◆ About this task ◆
Pick every line out of the entries below that holds the string "bare", and report them.

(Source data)
* * *

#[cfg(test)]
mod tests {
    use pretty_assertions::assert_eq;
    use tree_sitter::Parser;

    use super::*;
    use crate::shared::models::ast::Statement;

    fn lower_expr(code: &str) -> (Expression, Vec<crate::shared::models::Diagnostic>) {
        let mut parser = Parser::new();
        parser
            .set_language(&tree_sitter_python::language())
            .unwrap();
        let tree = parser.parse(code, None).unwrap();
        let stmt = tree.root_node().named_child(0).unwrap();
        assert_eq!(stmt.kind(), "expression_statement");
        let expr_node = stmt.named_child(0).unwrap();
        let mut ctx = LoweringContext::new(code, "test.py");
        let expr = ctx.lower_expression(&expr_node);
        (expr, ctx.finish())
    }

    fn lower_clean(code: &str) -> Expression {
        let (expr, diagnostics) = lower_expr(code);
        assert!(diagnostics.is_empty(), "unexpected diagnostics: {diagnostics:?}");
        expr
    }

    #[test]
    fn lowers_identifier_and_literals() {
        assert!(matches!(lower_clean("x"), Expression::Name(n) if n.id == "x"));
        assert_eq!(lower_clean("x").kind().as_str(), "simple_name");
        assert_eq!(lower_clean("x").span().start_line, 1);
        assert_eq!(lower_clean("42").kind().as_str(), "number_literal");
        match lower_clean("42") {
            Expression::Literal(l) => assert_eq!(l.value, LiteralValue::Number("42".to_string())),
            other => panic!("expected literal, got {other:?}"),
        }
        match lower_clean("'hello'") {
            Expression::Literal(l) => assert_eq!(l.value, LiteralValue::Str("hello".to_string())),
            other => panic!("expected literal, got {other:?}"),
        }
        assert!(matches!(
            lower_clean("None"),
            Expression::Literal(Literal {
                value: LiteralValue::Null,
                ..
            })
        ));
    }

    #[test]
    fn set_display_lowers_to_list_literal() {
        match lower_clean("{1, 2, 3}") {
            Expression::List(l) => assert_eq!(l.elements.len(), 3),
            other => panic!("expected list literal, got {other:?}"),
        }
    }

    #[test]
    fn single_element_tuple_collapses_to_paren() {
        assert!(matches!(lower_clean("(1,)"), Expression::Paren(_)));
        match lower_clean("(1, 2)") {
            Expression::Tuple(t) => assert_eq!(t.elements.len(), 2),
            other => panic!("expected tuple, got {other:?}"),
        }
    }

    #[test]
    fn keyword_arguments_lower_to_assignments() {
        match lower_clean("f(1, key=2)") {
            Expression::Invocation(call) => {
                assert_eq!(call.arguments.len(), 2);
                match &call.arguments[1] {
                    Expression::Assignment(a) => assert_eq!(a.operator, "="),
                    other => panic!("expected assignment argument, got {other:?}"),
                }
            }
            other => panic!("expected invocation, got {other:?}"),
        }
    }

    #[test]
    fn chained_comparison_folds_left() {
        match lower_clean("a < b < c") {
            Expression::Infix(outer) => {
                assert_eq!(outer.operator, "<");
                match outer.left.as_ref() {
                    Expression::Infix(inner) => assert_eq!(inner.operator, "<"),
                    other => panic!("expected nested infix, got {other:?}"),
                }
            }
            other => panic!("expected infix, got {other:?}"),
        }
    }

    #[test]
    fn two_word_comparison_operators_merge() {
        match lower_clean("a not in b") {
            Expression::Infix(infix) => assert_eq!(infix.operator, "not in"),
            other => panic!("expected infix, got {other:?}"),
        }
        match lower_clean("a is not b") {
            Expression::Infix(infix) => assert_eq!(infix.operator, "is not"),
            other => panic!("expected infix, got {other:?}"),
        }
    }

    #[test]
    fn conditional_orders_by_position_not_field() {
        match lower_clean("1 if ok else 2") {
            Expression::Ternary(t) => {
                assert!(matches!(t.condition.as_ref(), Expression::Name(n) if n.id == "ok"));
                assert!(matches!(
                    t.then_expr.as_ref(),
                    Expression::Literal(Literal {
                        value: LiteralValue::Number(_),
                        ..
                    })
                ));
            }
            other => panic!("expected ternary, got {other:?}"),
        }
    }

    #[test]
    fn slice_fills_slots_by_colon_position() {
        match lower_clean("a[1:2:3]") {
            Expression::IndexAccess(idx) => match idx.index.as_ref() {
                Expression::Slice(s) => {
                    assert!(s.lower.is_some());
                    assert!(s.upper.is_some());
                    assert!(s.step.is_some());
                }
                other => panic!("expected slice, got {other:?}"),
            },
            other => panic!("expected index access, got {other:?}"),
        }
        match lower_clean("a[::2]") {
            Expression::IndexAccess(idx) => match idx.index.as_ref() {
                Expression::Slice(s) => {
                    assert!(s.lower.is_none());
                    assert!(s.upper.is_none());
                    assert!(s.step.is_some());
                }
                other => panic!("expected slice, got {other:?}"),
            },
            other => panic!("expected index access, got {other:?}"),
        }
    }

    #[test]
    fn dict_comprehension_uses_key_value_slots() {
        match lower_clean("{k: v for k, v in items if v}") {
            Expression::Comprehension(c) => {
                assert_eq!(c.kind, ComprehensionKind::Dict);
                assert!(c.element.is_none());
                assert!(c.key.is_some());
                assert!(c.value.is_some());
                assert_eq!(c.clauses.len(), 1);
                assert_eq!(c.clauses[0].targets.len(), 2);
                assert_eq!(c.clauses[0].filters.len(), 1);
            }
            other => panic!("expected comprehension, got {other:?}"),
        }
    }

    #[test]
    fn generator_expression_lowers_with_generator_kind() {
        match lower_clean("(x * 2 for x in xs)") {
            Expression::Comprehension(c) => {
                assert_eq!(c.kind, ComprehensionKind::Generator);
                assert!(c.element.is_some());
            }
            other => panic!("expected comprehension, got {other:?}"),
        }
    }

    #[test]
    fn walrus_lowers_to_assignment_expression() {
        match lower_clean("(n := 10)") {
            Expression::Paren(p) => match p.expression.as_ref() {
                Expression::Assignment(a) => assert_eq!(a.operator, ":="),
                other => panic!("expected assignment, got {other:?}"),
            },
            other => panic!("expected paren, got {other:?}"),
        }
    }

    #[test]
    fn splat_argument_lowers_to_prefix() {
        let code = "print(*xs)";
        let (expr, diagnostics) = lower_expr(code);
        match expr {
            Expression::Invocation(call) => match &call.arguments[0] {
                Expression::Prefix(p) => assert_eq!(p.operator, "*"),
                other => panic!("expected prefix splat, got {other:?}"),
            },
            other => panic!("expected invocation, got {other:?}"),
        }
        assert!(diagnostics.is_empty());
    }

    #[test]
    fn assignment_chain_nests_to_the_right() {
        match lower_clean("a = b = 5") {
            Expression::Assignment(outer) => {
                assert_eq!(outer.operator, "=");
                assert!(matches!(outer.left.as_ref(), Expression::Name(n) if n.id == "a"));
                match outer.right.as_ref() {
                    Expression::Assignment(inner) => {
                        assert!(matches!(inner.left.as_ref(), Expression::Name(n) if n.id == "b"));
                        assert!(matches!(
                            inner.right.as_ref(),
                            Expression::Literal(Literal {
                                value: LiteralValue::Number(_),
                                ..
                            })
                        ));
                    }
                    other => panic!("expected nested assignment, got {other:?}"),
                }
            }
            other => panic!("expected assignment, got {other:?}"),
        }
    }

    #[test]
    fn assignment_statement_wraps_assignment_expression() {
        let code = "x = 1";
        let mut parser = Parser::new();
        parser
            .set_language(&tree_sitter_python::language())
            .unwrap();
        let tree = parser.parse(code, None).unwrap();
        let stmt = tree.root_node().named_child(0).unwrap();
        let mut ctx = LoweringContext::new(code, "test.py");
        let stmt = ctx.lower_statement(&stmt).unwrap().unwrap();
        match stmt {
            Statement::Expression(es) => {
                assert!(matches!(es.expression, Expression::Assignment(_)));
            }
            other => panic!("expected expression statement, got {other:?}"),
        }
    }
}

* * *

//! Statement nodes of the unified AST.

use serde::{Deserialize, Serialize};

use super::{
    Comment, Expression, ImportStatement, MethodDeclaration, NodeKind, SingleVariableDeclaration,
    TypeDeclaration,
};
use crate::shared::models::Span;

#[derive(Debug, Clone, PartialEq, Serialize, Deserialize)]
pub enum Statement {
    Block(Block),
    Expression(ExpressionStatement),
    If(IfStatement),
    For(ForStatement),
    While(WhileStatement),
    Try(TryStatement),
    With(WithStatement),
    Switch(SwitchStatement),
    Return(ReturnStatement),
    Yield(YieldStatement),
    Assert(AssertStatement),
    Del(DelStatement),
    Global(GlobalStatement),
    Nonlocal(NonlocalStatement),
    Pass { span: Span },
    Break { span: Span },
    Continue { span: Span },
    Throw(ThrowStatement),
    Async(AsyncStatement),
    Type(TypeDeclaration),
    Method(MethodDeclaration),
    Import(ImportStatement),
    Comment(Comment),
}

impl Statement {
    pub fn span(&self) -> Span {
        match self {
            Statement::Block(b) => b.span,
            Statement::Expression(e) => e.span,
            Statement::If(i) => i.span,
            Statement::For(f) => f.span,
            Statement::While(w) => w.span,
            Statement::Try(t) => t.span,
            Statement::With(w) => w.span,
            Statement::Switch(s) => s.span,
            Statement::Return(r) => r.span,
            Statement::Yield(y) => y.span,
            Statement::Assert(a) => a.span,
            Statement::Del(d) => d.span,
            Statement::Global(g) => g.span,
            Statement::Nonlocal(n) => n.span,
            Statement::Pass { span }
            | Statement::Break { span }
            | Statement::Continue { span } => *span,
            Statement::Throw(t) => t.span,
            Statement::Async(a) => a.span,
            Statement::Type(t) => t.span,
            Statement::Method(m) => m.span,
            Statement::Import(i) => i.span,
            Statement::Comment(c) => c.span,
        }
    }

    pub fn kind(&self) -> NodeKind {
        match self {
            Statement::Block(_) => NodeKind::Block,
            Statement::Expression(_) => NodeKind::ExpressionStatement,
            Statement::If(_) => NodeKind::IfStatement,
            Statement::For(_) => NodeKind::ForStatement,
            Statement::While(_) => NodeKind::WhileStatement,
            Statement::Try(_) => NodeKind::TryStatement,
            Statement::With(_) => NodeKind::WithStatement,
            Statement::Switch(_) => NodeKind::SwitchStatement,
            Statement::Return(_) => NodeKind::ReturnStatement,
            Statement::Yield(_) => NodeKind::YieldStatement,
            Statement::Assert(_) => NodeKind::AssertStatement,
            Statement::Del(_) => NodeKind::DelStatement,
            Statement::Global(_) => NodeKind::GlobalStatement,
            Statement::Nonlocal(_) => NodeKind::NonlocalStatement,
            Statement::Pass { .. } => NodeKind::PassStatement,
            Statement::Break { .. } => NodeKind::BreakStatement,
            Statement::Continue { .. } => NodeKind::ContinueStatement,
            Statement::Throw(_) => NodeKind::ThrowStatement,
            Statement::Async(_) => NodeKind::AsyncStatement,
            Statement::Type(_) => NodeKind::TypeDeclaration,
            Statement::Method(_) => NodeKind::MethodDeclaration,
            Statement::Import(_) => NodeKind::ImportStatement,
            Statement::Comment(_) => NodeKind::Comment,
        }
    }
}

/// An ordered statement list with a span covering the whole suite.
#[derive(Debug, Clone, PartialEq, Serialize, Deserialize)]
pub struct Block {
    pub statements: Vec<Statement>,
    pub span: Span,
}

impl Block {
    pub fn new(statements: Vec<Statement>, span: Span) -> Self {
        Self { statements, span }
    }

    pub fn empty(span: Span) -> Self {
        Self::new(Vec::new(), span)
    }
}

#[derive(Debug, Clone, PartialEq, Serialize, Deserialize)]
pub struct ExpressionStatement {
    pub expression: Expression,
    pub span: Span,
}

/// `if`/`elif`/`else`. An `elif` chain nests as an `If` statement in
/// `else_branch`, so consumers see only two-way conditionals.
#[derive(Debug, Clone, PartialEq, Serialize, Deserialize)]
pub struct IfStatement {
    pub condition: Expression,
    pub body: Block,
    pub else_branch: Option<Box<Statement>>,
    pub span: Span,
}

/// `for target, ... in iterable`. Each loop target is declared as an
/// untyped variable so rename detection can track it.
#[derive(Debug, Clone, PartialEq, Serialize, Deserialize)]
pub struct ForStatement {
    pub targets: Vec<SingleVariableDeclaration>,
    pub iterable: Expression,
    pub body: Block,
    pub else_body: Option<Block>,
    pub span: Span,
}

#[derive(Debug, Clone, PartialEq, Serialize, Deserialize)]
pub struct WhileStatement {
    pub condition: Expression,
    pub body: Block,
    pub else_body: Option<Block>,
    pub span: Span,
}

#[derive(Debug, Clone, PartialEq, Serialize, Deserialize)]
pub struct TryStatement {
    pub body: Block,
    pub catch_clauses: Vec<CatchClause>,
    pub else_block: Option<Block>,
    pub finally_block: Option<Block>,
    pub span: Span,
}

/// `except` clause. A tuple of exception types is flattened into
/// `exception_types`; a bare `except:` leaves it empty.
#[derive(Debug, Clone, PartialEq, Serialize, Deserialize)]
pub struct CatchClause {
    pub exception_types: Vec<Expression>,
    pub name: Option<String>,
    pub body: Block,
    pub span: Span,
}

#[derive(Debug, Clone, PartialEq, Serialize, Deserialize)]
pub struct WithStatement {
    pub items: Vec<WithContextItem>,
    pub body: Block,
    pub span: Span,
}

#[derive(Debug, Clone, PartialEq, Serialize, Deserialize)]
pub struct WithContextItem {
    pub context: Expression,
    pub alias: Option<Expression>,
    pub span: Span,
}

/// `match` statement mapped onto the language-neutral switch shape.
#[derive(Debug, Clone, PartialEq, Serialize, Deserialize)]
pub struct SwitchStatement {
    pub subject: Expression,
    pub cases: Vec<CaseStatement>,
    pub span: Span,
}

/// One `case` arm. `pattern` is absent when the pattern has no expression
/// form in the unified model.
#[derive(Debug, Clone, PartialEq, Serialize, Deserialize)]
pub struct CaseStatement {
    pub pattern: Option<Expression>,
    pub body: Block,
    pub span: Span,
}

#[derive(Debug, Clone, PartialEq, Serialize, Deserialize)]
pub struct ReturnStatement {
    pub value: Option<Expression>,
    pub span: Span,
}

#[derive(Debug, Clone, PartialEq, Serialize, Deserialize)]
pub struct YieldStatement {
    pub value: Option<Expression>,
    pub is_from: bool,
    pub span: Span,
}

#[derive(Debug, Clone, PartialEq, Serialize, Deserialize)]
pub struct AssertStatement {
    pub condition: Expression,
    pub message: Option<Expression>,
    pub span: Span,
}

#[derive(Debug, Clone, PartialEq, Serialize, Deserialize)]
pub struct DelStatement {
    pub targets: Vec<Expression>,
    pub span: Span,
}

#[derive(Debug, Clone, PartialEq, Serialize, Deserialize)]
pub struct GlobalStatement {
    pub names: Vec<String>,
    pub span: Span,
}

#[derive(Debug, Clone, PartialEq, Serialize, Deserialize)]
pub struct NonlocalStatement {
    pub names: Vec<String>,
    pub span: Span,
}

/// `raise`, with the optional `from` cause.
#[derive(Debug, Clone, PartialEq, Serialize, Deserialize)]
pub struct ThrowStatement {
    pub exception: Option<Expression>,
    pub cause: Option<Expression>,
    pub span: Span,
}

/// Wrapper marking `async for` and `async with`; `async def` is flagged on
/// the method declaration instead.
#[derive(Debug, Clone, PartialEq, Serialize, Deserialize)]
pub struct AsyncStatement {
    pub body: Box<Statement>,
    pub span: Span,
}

* * *

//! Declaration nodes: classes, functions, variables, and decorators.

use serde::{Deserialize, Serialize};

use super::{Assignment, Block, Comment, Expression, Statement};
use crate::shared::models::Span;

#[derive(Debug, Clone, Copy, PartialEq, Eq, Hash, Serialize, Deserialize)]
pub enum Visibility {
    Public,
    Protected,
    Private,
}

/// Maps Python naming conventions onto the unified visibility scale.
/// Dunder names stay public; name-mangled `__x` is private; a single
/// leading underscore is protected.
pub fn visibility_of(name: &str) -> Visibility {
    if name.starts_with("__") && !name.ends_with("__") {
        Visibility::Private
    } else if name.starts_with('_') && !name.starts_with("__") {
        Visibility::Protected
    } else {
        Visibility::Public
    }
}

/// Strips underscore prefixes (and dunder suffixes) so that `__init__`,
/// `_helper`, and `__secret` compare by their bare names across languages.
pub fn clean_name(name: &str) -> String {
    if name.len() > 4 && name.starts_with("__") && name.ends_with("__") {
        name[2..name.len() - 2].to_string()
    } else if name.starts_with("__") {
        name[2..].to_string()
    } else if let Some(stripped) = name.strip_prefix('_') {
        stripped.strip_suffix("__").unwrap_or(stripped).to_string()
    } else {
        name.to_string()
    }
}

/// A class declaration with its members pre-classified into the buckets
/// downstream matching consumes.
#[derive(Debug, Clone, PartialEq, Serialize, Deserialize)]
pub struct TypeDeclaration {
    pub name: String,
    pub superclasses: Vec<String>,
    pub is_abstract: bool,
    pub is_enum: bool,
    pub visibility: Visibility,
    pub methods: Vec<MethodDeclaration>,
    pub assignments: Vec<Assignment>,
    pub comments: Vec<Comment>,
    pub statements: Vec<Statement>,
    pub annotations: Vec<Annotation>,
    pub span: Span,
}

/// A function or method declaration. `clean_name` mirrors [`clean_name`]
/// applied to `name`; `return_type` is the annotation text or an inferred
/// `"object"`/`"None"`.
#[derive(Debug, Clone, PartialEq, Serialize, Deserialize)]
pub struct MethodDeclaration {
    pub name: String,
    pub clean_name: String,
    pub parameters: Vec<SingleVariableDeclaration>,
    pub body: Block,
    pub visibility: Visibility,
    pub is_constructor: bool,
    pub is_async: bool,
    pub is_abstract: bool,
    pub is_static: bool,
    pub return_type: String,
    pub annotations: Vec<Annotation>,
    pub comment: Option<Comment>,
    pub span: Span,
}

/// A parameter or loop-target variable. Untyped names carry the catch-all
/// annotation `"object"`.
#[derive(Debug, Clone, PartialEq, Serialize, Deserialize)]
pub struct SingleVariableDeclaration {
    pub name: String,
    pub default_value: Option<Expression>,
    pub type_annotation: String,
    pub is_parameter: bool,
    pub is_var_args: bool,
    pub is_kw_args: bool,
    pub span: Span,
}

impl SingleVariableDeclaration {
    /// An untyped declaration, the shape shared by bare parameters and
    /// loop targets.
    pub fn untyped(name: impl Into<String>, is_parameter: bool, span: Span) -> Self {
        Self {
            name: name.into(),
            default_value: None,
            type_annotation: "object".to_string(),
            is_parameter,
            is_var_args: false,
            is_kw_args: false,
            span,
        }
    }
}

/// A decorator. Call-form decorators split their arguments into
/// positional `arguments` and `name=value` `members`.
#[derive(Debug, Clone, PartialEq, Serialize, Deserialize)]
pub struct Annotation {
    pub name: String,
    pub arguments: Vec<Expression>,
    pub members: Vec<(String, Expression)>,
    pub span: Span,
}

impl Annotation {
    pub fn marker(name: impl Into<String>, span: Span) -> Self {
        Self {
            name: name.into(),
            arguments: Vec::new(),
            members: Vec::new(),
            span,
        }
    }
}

* * *

◆ The completed task ◆
/// `exception_types`; a bare `except:` leaves it empty.
/// `_helper`, and `__secret` compare by their bare names across languages.
    /// An untyped declaration, the shape shared by bare parameters and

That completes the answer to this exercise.